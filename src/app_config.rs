use anyhow::{Context, Result};
use serde::{Deserialize, Serialize};
use std::default::Default;
use std::fs::File;
use std::io::BufReader;
use std::path::Path;
use url::Url;

use crate::errors::ConfigError;

/// Application configuration module
/// This module handles the application configuration including loading,
/// validating and merging command-line overrides.
/// Represents the application configuration
#[derive(Debug, Serialize, Deserialize, Clone, PartialEq)]
pub struct Config {
    /// Minimum caption coverage of the window, in percent
    #[serde(default = "default_required_coverage")]
    pub required_coverage: f64,

    /// Language detection service settings
    #[serde(default)]
    pub language: LanguageConfig,

    /// Number of leading bytes used to sniff the caption format
    #[serde(default = "default_sniff_prefix_bytes")]
    pub sniff_prefix_bytes: usize,

    /// Log level
    #[serde(default)]
    pub log_level: LogLevel,
}

/// Language detection service configuration
#[derive(Debug, Serialize, Deserialize, Clone, PartialEq)]
pub struct LanguageConfig {
    // @field: Detection endpoint URL
    #[serde(default = "String::new")]
    pub endpoint: String,

    // @field: Timeout seconds
    #[serde(default = "default_timeout_secs")]
    pub timeout_secs: u64,
}

impl Default for LanguageConfig {
    fn default() -> Self {
        Self {
            endpoint: String::new(),
            timeout_secs: default_timeout_secs(),
        }
    }
}

/// Log verbosity level
#[derive(Debug, Serialize, Deserialize, Clone, Copy, PartialEq, Default)]
#[serde(rename_all = "lowercase")]
pub enum LogLevel {
    Error,
    #[default]
    Warn,
    Info,
    Debug,
    Trace,
}

impl LogLevel {
    pub fn to_level_filter(self) -> log::LevelFilter {
        match self {
            LogLevel::Error => log::LevelFilter::Error,
            LogLevel::Warn => log::LevelFilter::Warn,
            LogLevel::Info => log::LevelFilter::Info,
            LogLevel::Debug => log::LevelFilter::Debug,
            LogLevel::Trace => log::LevelFilter::Trace,
        }
    }
}

fn default_required_coverage() -> f64 {
    80.0
}

fn default_timeout_secs() -> u64 {
    30
}

fn default_sniff_prefix_bytes() -> usize {
    crate::caption_processor::SNIFF_PREFIX_LEN
}

impl Config {
    /// Load a configuration file; missing fields take their defaults
    pub fn from_file<P: AsRef<Path>>(path: P) -> Result<Self> {
        let path = path.as_ref();
        let file = File::open(path)
            .with_context(|| format!("Failed to open config file: {}", path.display()))?;

        let reader = BufReader::new(file);
        let config: Config = serde_json::from_reader(reader)
            .with_context(|| format!("Failed to parse config file: {}", path.display()))?;

        Ok(config)
    }

    /// Validate the configuration for consistency and required values
    pub fn validate(&self) -> Result<(), ConfigError> {
        let endpoint = self.language.endpoint.trim();
        if endpoint.is_empty() {
            return Err(ConfigError::MissingEndpoint);
        }

        let invalid = |reason: String| ConfigError::InvalidEndpoint {
            endpoint: endpoint.to_string(),
            reason,
        };
        let url = Url::parse(endpoint).map_err(|e| invalid(e.to_string()))?;
        if !matches!(url.scheme(), "http" | "https") {
            return Err(invalid(format!("unsupported scheme '{}'", url.scheme())));
        }

        if !self.required_coverage.is_finite() || self.required_coverage < 0.0 {
            return Err(ConfigError::InvalidCoverage(self.required_coverage));
        }

        if self.language.timeout_secs == 0 {
            return Err(ConfigError::ZeroValue("timeout_secs"));
        }

        if self.sniff_prefix_bytes == 0 {
            return Err(ConfigError::ZeroValue("sniff_prefix_bytes"));
        }

        Ok(())
    }
}

/// Default implementation for Config
impl Default for Config {
    fn default() -> Self {
        Config {
            required_coverage: default_required_coverage(),
            language: LanguageConfig::default(),
            sniff_prefix_bytes: default_sniff_prefix_bytes(),
            log_level: LogLevel::default(),
        }
    }
}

***

■ **WHAT THE TASK ASKS**: Taking the line that contains "impl Default for Config" as the starting point, copy every line through the end of the listing exactly, and write nothing further.

■ **COMPLETED TASK**:
impl Default for Config {
    fn default() -> Self {
        Config {
            required_coverage: default_required_coverage(),
            language: LanguageConfig::default(),
            sniff_prefix_bytes: default_sniff_prefix_bytes(),
            log_level: LogLevel::default(),
        }
    }
}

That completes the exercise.